+++ Exercise inputs +++
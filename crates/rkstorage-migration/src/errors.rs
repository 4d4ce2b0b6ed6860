//! Migration error types.
//! One error enum covering every step of the migration procedure.

use std::path::PathBuf;

#[derive(Debug, thiserror::Error)]
pub enum MigrationError {
    // Discovery
    #[error("Cannot list directory {}: {source}", path.display())]
    DirectoryUnreadable {
        path: PathBuf,
        source: std::io::Error,
    },

    // Storage engine hook
    #[error("Storage initialization failed: {message}")]
    Initialization { message: String },

    #[error("Storage error: {0}")]
    Storage(#[from] rusqlite::Error),

    // Copy
    #[error("Not a regular file: {}", .0.display())]
    NotAFile(PathBuf),

    #[error("Copy {} -> {} failed: {source}", from.display(), to.display())]
    CopyFailed {
        from: PathBuf,
        to: PathBuf,
        source: std::io::Error,
    },

    #[error("Size mismatch copying {}: source reported {expected} bytes, copied {copied}", path.display())]
    SizeMismatch {
        path: PathBuf,
        expected: u64,
        copied: u64,
    },

    // Cleanup
    #[error("Cannot delete {}: {source}", path.display())]
    DeleteFailed {
        path: PathBuf,
        source: std::io::Error,
    },

    // Config
    #[error("TOML parse error: {0}")]
    Config(#[from] toml::de::Error),

    // IO
    #[error("IO error: {0}")]
    Io(#[from] std::io::Error),
}

/// Stable codes for log aggregation.
impl MigrationError {
    pub fn error_code(&self) -> &'static str {
        match self {
            Self::DirectoryUnreadable { .. } => "DIRECTORY_UNREADABLE",
            Self::Initialization { .. } => "INITIALIZATION_FAILED",
            Self::Storage(_) => "STORAGE_ERROR",
            Self::NotAFile(_) => "NOT_A_FILE",
            Self::CopyFailed { .. } => "COPY_FAILED",
            Self::SizeMismatch { .. } => "SIZE_MISMATCH",
            Self::DeleteFailed { .. } => "DELETE_FAILED",
            Self::Config(_) => "CONFIG_PARSE_ERROR",
            Self::Io(_) => "IO_ERROR",
        }
    }
}

pub type MigrationResult<T> = Result<T, MigrationError>;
+++
*To do*
If a line of the records above contains the word "DirectoryUnreadable", count it; then give the total and nothing more.

*Exercise response*
2